Henry Street

Personal information
- Full name: Henry Street
- Born: 18 April 1863 Riddings, Derbyshire, England
- Died: 12 March 1953 (aged 89) Riddings, England
- Batting: Right-handed

Domestic team information
- 1887: Derbyshire
- FC debut: 7 July 1887 Derbyshire v Lancashire
- Last FC: 18 July 1887 Derbyshire v Yorkshire

Career statistics
| Competition | First-class |
| Matches | 2 |
| Runs scored | 24 |
| Batting average | 8.00 |
| 100s/50s | 0/0 |
| Top score | 15* |
| Catches/stumpings | 1/– |
- Source: CricketArchive, February 2012

= Henry Street (cricketer) =

English cricketer

Henry Street (18 April 1863 — 12 March 1953) was an English cricketer who played for Derbyshire in 1887.
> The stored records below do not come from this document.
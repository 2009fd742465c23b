// Copyright (C) 2026 Fred Clausen
// Use of this source code is governed by an MIT-style
// license that can be found in the LICENSE file or at
// https://opensource.org/licenses/MIT.

use crate::error::ApiError;
use reqwest::Url;
use std::time::Duration;

/// Default timeout for HTTP requests: 30 seconds.
pub const DEFAULT_TIMEOUT: Duration = Duration::from_secs(30);

/// Default server address.
pub const DEFAULT_BASE_URL: &str = "http://localhost:8080";

/// Configuration for the remote solicitation API client.
#[derive(Debug, Clone, PartialEq, Eq)]
pub struct ClientConfig {
    /// Root URL every endpoint path is appended to.
    pub base_url: String,
    /// Timeout applied to every request.
    pub timeout: Duration,
    /// User-Agent header sent with requests.
    pub user_agent: String,
}

impl Default for ClientConfig {
    fn default() -> Self {
        Self::new(DEFAULT_BASE_URL)
    }
}

impl ClientConfig {
    /// Creates a configuration for the given server with default settings.
    #[must_use]
    pub fn new(base_url: &str) -> Self {
        Self {
            base_url: base_url.to_string(),
            timeout: DEFAULT_TIMEOUT,
            user_agent: Self::default_user_agent(),
        }
    }

    fn default_user_agent() -> String {
        format!("grafica/{}", env!("CARGO_PKG_VERSION"))
    }

    /// Sets the request timeout.
    #[must_use]
    pub const fn with_timeout(mut self, timeout: Duration) -> Self {
        self.timeout = timeout;
        self
    }

    /// Sets the user agent.
    #[must_use]
    pub fn with_user_agent(mut self, user_agent: impl Into<String>) -> Self {
        self.user_agent = user_agent.into();
        self
    }

    /// Parses the base URL.
    ///
    /// # Errors
    ///
    /// Returns `ApiError::InvalidConfig` if the URL is empty, malformed,
    /// cannot carry a path, or is not http(s).
    pub fn parsed_base_url(&self) -> Result<Url, ApiError> {
        let trimmed: &str = self.base_url.trim();
        if trimmed.is_empty() {
            return Err(ApiError::InvalidConfig {
                message: String::from("base URL cannot be empty"),
            });
        }

        let url: Url = Url::parse(trimmed).map_err(|err| ApiError::InvalidConfig {
            message: format!("base URL '{trimmed}' is invalid: {err}"),
        })?;

        if !matches!(url.scheme(), "http" | "https") || url.cannot_be_a_base() {
            return Err(ApiError::InvalidConfig {
                message: format!("base URL '{trimmed}' must be an http(s) URL"),
            });
        }

        Ok(url)
    }

    /// Validates the configuration.
    ///
    /// # Errors
    ///
    /// Returns `ApiError::InvalidConfig` if the base URL is unusable or the
    /// timeout is zero.
    pub fn validate(&self) -> Result<(), ApiError> {
        self.parsed_base_url()?;

        if self.timeout.is_zero() {
            return Err(ApiError::InvalidConfig {
                message: String::from("timeout must be greater than zero"),
            });
        }

        Ok(())
    }
}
Street was born in Riddings, Derbyshire, the son of Henry Street, a coal miner, and his wife Ann. In 1881 he was living with his parents at Alfreton where he was also a coal miner. Street made his first-class debut for Derbyshire in the 1887 season in July against Lancashire when he ended the game at 15 not out. In his second match against Yorkshire he made 9. He played no more first-class matches, but took part in a miscellaneous game against Essex. Street was a right hand batsman and played three innings in two first-class matches, with an average of 8 and a top score of 15 not out.

Street died at Riddings at the age of 89.